Effect of Sliding Rate on the Activity of Acoustic Emission During Stable Sliding

The mechanical and statistical characteristics of acoustic emission (AE) events during stable sliding are investigated through a laboratory experiment using a granite specimen with a pre-cut fault. Numerous AE events are found to be generated on the pre-cut fault, indicating that microscopically unstable fracture occurs during macroscopically stable sliding. The composite focal mechanism solution of AE events is determined from the first motion directions of P-waves. The determined mechanism is consistent with the double-couple one expected for the slip on the pre-cut fault. The source radii of large AE events are estimated to be about 10 mm from the widths of the first P-wave pulses. These indicate that the AE events are generated by shear fracture whose faulting area is a part of the pre-cut fault plane. The occurrence of AE events as a stochastic process approximately obeys the Poisson process, if the effect of mutually dependent events constituting clusters is corrected.
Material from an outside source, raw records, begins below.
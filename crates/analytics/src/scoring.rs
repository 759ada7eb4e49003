//! Multi-indicator confidence scoring.
//!
//! Indicators that could not be computed (insufficient samples) arrive
//! as `None`; their weight is excluded and the remaining weights are
//! renormalized to sum to 1.0 before the weighted sum. A structurally
//! absent signal therefore never deflates confidence the way a
//! genuinely low score does.

use std::collections::BTreeMap;

use crate::information::clamp01;
use crate::types::Verdict;

#[derive(Debug, Clone)]
pub struct ScoreOutcome {
    pub confidence: f64,
    pub verdict: Verdict,
    /// Present indicators and their raw scores, sorted by name.
    pub contributions: Vec<(String, f64)>,
    /// Indicators skipped for lack of data, sorted by name.
    pub skipped: Vec<String>,
}

pub struct ScoringEngine<'c> {
    weights: &'c BTreeMap<String, f64>,
    credential_stuffing_threshold: f64,
    targeted_attack_threshold: f64,
}

impl<'c> ScoringEngine<'c> {
    /// `weights` must have been validated at configuration load
    /// (coverage of the indicator set, sum 1.0 +/- 0.01).
    pub fn new(
        weights: &'c BTreeMap<String, f64>,
        credential_stuffing_threshold: f64,
        targeted_attack_threshold: f64,
    ) -> Self {
        Self {
            weights,
            credential_stuffing_threshold,
            targeted_attack_threshold,
        }
    }

    pub fn score(&self, indicators: &BTreeMap<String, Option<f64>>) -> ScoreOutcome {
        let mut contributions = Vec::new();
        let mut skipped = Vec::new();
        let mut present_weight = 0.0;

        for (name, weight) in self.weights {
            match indicators.get(name).copied().flatten() {
                Some(value) => {
                    contributions.push((name.clone(), clamp01(value)));
                    present_weight += weight;
                }
                None => skipped.push(name.clone()),
            }
        }

        if contributions.is_empty() || present_weight <= 0.0 {
            return ScoreOutcome {
                confidence: 0.0,
                verdict: Verdict::Benign,
                contributions,
                skipped,
            };
        }

        // Renormalize the surviving weights to sum to 1.0.
        let confidence: f64 = contributions
            .iter()
            .map(|(name, value)| value * self.weights[name] / present_weight)
            .sum();
        let confidence = clamp01(confidence);

        let verdict = if confidence >= self.credential_stuffing_threshold {
            Verdict::CredentialStuffing
        } else if confidence <= self.targeted_attack_threshold {
            Verdict::TargetedAttack
        } else {
            // Strictly between the two thresholds.
            Verdict::Hybrid
        };

        ScoreOutcome {
            confidence,
            verdict,
            contributions,
            skipped,
        }
    }
}

#[cfg(test)]
mod tests;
The observed amplitude-frequency relation of AE events approximately follows a power law for a limited amplitude range. As the macroscopic sliding rate increases, the number of AE events per unit sliding distance decreases. This rate dependence of the AE activity is qualitatively consistent with the observation that the real area of contact between sliding surfaces decreases with an increase in the sliding rate as reported in the literature.